Directions: Whenever a line in the records below holds the string "pipeline", include it in the count, and state the number alone.

[Saved entries]

^^^^^^^^^^^^^^^^

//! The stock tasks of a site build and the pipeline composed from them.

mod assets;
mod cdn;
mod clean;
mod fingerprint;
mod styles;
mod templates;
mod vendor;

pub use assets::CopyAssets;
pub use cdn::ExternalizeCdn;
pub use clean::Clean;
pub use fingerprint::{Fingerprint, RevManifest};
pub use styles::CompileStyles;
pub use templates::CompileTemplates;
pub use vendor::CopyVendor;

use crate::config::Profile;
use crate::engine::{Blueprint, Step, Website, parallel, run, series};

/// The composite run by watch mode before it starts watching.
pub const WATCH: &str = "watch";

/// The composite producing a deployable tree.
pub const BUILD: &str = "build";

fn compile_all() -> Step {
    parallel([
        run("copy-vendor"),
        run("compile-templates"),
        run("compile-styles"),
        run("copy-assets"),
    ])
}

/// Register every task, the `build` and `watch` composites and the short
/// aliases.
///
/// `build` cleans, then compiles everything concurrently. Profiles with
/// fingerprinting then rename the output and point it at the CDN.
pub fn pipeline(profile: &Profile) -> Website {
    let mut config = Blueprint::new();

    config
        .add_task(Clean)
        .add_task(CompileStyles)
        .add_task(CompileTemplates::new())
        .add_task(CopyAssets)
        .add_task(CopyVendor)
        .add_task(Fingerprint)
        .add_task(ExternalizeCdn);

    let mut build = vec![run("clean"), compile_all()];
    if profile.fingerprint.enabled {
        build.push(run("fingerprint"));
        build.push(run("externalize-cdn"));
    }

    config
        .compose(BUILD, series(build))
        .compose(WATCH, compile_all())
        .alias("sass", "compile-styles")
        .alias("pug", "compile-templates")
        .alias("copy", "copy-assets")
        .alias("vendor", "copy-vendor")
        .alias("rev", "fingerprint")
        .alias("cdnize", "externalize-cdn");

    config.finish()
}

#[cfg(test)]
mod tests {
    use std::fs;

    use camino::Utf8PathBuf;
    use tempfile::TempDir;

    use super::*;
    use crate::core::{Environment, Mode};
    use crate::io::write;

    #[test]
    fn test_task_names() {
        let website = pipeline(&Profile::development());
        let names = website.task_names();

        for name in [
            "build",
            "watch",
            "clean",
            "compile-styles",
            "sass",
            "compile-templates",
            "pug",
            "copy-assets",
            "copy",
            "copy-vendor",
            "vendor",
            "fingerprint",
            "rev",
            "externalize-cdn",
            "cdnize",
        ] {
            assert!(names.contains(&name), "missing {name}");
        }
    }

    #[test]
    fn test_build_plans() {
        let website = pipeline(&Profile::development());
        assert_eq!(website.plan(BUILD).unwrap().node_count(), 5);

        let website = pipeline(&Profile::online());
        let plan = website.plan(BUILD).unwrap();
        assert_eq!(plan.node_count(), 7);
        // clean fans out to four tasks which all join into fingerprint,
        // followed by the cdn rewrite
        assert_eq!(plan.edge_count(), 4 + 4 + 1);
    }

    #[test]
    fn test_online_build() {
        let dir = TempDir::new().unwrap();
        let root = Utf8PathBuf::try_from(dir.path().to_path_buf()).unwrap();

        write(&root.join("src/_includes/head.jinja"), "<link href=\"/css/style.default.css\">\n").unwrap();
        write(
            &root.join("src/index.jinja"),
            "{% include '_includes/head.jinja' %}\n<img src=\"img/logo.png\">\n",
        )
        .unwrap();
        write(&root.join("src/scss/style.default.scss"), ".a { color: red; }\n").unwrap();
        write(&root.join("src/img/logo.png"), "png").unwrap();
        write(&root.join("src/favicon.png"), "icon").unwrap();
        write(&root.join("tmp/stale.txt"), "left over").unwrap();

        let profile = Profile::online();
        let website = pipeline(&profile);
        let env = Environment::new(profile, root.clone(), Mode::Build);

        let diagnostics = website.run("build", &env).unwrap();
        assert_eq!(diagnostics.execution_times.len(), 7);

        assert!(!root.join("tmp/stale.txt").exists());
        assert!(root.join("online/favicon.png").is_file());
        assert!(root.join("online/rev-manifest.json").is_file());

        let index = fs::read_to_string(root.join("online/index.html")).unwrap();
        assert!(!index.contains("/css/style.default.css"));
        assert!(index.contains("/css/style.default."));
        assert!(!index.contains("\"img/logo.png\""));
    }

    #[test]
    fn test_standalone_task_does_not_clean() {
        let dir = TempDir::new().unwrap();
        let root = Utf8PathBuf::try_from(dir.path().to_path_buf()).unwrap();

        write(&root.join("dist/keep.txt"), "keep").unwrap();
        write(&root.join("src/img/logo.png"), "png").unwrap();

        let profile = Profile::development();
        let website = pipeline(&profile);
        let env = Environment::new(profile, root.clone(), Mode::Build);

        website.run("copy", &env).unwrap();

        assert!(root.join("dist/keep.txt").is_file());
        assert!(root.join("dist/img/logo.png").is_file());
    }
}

^^^^^^^^^^^^^^^^

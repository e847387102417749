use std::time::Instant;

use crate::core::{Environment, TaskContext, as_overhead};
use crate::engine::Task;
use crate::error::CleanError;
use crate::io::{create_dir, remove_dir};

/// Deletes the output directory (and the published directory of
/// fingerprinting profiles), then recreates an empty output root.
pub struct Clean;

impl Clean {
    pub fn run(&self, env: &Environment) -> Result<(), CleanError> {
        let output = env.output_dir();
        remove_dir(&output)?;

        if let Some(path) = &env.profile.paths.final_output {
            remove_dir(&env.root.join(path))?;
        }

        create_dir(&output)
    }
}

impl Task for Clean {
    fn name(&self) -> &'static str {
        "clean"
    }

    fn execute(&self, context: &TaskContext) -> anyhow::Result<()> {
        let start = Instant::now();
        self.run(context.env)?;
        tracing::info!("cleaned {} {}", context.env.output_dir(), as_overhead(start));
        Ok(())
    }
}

^^^^^^^^^^^^^^^^

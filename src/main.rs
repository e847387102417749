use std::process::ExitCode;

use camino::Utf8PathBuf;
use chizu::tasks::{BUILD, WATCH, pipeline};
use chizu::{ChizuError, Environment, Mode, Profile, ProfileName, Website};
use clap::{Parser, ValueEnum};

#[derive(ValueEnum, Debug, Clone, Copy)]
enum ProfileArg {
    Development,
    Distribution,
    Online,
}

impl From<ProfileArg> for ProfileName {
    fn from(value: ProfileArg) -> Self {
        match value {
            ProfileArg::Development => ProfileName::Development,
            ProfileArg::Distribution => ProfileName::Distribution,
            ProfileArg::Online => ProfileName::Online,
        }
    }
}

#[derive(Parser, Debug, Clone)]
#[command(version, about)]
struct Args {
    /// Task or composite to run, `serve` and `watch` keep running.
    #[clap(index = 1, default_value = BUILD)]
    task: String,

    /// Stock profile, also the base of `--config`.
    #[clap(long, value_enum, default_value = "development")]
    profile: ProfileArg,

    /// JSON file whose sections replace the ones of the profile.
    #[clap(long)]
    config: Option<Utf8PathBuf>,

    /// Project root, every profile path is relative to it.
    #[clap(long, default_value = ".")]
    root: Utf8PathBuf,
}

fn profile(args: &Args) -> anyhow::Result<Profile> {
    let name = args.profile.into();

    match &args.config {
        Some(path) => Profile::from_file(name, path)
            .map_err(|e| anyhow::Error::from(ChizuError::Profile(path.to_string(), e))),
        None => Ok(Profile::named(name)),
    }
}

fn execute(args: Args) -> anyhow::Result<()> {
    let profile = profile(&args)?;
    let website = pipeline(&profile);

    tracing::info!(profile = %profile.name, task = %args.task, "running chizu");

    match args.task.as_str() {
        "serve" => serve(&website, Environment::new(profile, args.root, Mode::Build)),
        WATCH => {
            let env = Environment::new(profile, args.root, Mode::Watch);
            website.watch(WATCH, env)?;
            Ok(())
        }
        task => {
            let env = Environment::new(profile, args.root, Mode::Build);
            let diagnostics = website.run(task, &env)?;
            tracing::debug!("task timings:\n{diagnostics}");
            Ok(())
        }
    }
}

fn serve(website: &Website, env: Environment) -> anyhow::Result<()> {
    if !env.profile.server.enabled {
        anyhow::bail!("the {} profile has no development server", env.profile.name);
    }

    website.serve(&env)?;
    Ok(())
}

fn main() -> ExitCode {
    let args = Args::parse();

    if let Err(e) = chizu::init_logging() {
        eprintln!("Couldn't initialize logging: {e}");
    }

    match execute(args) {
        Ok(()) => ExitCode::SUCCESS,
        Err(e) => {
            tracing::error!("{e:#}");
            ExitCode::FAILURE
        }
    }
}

^^^^^^^^^^^^^^^^

Task result: 9